Years later, Jessie encouraged him to get an MRI to get to the bottom of this so-called tumor, but the doctor didn’t think an MRI was necessary since her husband hadn’t experienced another seizure and wasn’t showing any strange symptoms.
The pieces finally started coming together when their second child, Matty, was 13 months old and he stopped communicating completely: “He stopped talking, pointing, waving.” After bloodwork came back normal, a neurologist ordered Matty an MRI, largely based on Jesse’s husband’s health history. Jessie says the MRI showed Matty had “a few cavernous malformations.”
Jessie had never heard of cavernous malformations before, and was quite concerned, but none of the doctors she spoke to seemed to share her feelings. After confirming that her son did not have brain cancer, Jessie felt relieved: “Little did I know the road we were about to travel on.”

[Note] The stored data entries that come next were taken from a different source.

//! Bringing the package manifest in line with the build mode
//!
//! The installer turns the registry's answer for a mode into an ordered list
//! of [`InstallStep`]s and applies each one as a single manifest transaction.
//!
//! Step order for an SDK served by a dedicated registry is fixed:
//!
//! 1. remove the SDK's scope from the shared registry, if it claims it
//! 2. add (or extend) the dedicated registry
//! 3. add the dependency
//!
//! The package manager refuses to resolve when two registries claim the same
//! scope, so step 1 must land before step 2.
//!
//! # Examples
//!
//! ```no_run
//! use sdkpm::{Installer, ManifestMutator, Mode, SdkRegistry};
//!
//! let mutator = ManifestMutator::new("Packages/manifest.json");
//! let installer = Installer::new(SdkRegistry::builtin(), &mutator);
//!
//! for step in installer.plan_install(Mode::Full) {
//!     println!("{}", step);
//! }
//! let report = installer.install_required(Mode::Full);
//! println!("changed: {}", report.changed());
//! ```

use crate::manifest::{
    add_missing_dependencies, add_or_update_registry, remove_dependency_keys,
    remove_registry_scope, Dependencies, ManifestMutator, MutationOutcome, PackageManifest,
    ScopedRegistry,
};
use crate::mode::Mode;
use crate::registry::{RegistryRef, SdkRegistry, SHARED_REGISTRY_NAME, SHARED_REGISTRY_URL};
use std::fmt;

/// One manifest transaction planned by the installer
#[derive(Debug, Clone, PartialEq, Eq)]
pub enum InstallStep {
    /// Drop a scope from the shared registry so a dedicated one can own it
    ReleaseSharedScope { scope: &'static str },
    /// Add a scoped registry or union scopes into it
    AddRegistry {
        name: &'static str,
        url: &'static str,
        scopes: Vec<&'static str>,
    },
    /// Add dependencies that are not yet present
    AddDependencies(Vec<(&'static str, &'static str)>),
    /// Remove dependencies
    RemoveDependencies(Vec<&'static str>),
}

impl fmt::Display for InstallStep {
    fn fmt(&self, f: &mut fmt::Formatter<'_>) -> fmt::Result {
        match self {
            InstallStep::ReleaseSharedScope { scope } => {
                write!(f, "release scope {} from {}", scope, SHARED_REGISTRY_NAME)
            }
            InstallStep::AddRegistry { name, scopes, .. } => {
                write!(f, "ensure registry {} [{}]", name, scopes.join(", "))
            }
            InstallStep::AddDependencies(entries) => {
                let ids: Vec<&str> = entries.iter().map(|(id, _)| *id).collect();
                write!(f, "add dependencies {}", ids.join(", "))
            }
            InstallStep::RemoveDependencies(ids) => {
                write!(f, "remove dependencies {}", ids.join(", "))
            }
        }
    }
}

/// A step together with what happened when it ran
#[derive(Debug, Clone, PartialEq, Eq)]
pub struct StepResult {
    pub step: InstallStep,
    pub outcome: MutationOutcome,
}

/// Ordered record of the transactions an install or uninstall ran
#[derive(Debug, Clone, PartialEq, Eq)]
pub struct InstallReport {
    pub mode: Mode,
    pub steps: Vec<StepResult>,
}

impl InstallReport {
    /// True if any step rewrote the manifest
    pub fn changed(&self) -> bool {
        self.steps.iter().any(|s| s.outcome.changed())
    }

    pub fn failures(&self) -> impl Iterator<Item = &StepResult> {
        self.steps.iter().filter(|s| s.outcome.is_failed())
    }

    pub fn is_ok(&self) -> bool {
        self.failures().next().is_none()
    }
}

impl InstallStep {
    /// Apply this step to in-memory manifest parts, reporting whether it changed them
    pub fn apply_to(
        &self,
        dependencies: &mut Dependencies,
        registries: &mut Vec<ScopedRegistry>,
    ) -> bool {
        match self {
            InstallStep::ReleaseSharedScope { scope } => {
                remove_registry_scope(registries, SHARED_REGISTRY_URL, scope)
            }
            InstallStep::AddRegistry { name, url, scopes } => {
                add_or_update_registry(registries, name, url, scopes)
            }
            InstallStep::AddDependencies(entries) => add_missing_dependencies(dependencies, entries),
            InstallStep::RemoveDependencies(ids) => remove_dependency_keys(dependencies, ids),
        }
    }
}

/// Applies registry requirements to the manifest through the mutator
pub struct Installer<'a> {
    registry: &'a SdkRegistry,
    mutator: &'a ManifestMutator,
}

impl<'a> Installer<'a> {
    pub fn new(registry: &'a SdkRegistry, mutator: &'a ManifestMutator) -> Self {
        Self { registry, mutator }
    }

    /// Ordered transactions that install every SDK required in `mode`
    pub fn plan_install(&self, mode: Mode) -> Vec<InstallStep> {
        let mut dedicated: Vec<(&'static str, &'static str, &'static str)> = Vec::new();
        let mut shared_scopes: Vec<&'static str> = Vec::new();
        let mut dependencies: Vec<(&'static str, &'static str)> = Vec::new();

        for descriptor in self.registry.required_for(mode) {
            if let Some(requirement) = descriptor.scope {
                match requirement.registry {
                    RegistryRef::Shared => {
                        if !shared_scopes.contains(&requirement.scope) {
                            shared_scopes.push(requirement.scope);
                        }
                    }
                    RegistryRef::Dedicated { name, url } => {
                        let entry = (name, url, requirement.scope);
                        if !dedicated.contains(&entry) {
                            dedicated.push(entry);
                        }
                    }
                }
            }
            dependencies.push((descriptor.package_id, descriptor.dependency_value()));
        }

        let mut steps = Vec::new();
        for (name, url, scope) in dedicated {
            steps.push(InstallStep::ReleaseSharedScope { scope });
            steps.push(InstallStep::AddRegistry {
                name,
                url,
                scopes: vec![scope],
            });
        }
        if !shared_scopes.is_empty() {
            steps.push(InstallStep::AddRegistry {
                name: SHARED_REGISTRY_NAME,
                url: SHARED_REGISTRY_URL,
                scopes: shared_scopes,
            });
        }
        if !dependencies.is_empty() {
            steps.push(InstallStep::AddDependencies(dependencies));
        }
        steps
    }

    /// Transactions that remove every SDK not allowed in `mode`
    ///
    /// Only `PrototypeOnly` / `FullOnly` SDKs ever appear here.
    pub fn plan_uninstall(&self, mode: Mode) -> Vec<InstallStep> {
        let ids: Vec<&'static str> = self
            .registry
            .to_uninstall_for(mode)
            .map(|d| d.package_id)
            .collect();
        if ids.is_empty() {
            Vec::new()
        } else {
            vec![InstallStep::RemoveDependencies(ids)]
        }
    }

    /// The manifest as it will look after install and uninstall for `mode`
    ///
    /// Nothing is written; used to settle the runtime config before the real
    /// manifest changes.
    pub fn project(&self, manifest: &PackageManifest, mode: Mode) -> PackageManifest {
        let mut projected = manifest.clone();
        let mut registries = projected.scoped_registries.take().unwrap_or_default();
        for step in self.plan_install(mode).iter().chain(self.plan_uninstall(mode).iter()) {
            step.apply_to(&mut projected.dependencies, &mut registries);
        }
        projected.scoped_registries = Some(registries);
        projected
    }

    pub fn install_required(&self, mode: Mode) -> InstallReport {
        self.run(mode, self.plan_install(mode))
    }

    pub fn uninstall_unnecessary(&self, mode: Mode) -> InstallReport {
        self.run(mode, self.plan_uninstall(mode))
    }

    fn run(&self, mode: Mode, plan: Vec<InstallStep>) -> InstallReport {
        let steps = plan
            .into_iter()
            .map(|step| {
                let outcome = self.apply(&step);
                tracing::debug!(step = %step, outcome = ?outcome, "install step finished");
                StepResult { step, outcome }
            })
            .collect();
        InstallReport { mode, steps }
    }

    fn apply(&self, step: &InstallStep) -> MutationOutcome {
        match step {
            InstallStep::ReleaseSharedScope { scope } => self
                .mutator
                .remove_scope_from_registry(SHARED_REGISTRY_URL, scope),
            InstallStep::AddRegistry { name, url, scopes } => self
                .mutator
                .add_or_update_scoped_registry(name, url, scopes),
            InstallStep::AddDependencies(entries) => self.mutator.add_dependencies(entries),
            InstallStep::RemoveDependencies(ids) => self.mutator.remove_dependencies(ids),
        }
    }
}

One night, Matty was vomiting, which Jessie assumed was a stomach bug. Soon after, Matty was no longer able to walk. Again, Jessie explains, doctors did not seem very concerned. Jessie “pushed and pushed” for another MRI, which showed that Matty had a brain bleed in his cerebellum caused by his cavernous malformations. Frustrated, Jessie took things into her own hands. She got connected with the Angioma Alliance, a patient organization dedicated to supporting people impacted by cavernous malformations (also known as “cavernous angiomas”) and pushing for further research and treatment options. Through the Angioma Alliance, Matty got genetic testing and was found to have CCM3, an extremely rare and severe syndrome.
After Matty’s diagnosis, Jessie’s husband and two other children went through genetic testing. It was no surprise to Jessie to learn that her husband also has CCM3, but when her two other children’s results came back positive she was shocked. She had never noticed any symptoms in these two children.
“In this very rare disease, we have probably 2% of the population in our house,” Jessie says.
The family’s life has changed a lot since their diagnoses in 2015 and 2016, but they have gotten into a routine: MRIs every six months, and all three kids get theirs done in the same day. Jessie says many of their days are taken up by visiting doctors and specialists, which eats into their time as a family. Otherwise, Jessie says her children live relatively normal lives.
“I can see my two older ones jumping on the trampoline outside,” she says during our interview.
Today, Matty still has some trouble communicating. “It will take him a while to come up with the words for things, and people will get impatient with him,” Jessie says. She wishes people would be more patient with people whose difficulties are not visible on the surface.
Jessie says her and her husband’s main coping mechanisms are humor and therapy. Jessie calls therapy an important component in their self-care, especially for her husband, who experiences feelings of guilt for unknowingly passing CCM3 down to their three children.
When they joined the AllStripes research program for CCM3, AllStripes was able to retrieve Jessie’s husband’s medical records from the 1980s. Jessie says they would have cost her $2 per page to retrieve on her own, but AllStripes provides records to patients and families in the research programs at no cost. Jessie signed her children up for the AllStripes CCM3 research program, too, so she can organize their medical records in one place and contribute to research to advance treatments.
“Right now, the only treatment is surgery. Brain surgery is not a good treatment for something,” Jessie explains, “All research is so important. We’re getting closer to an actual treatment.”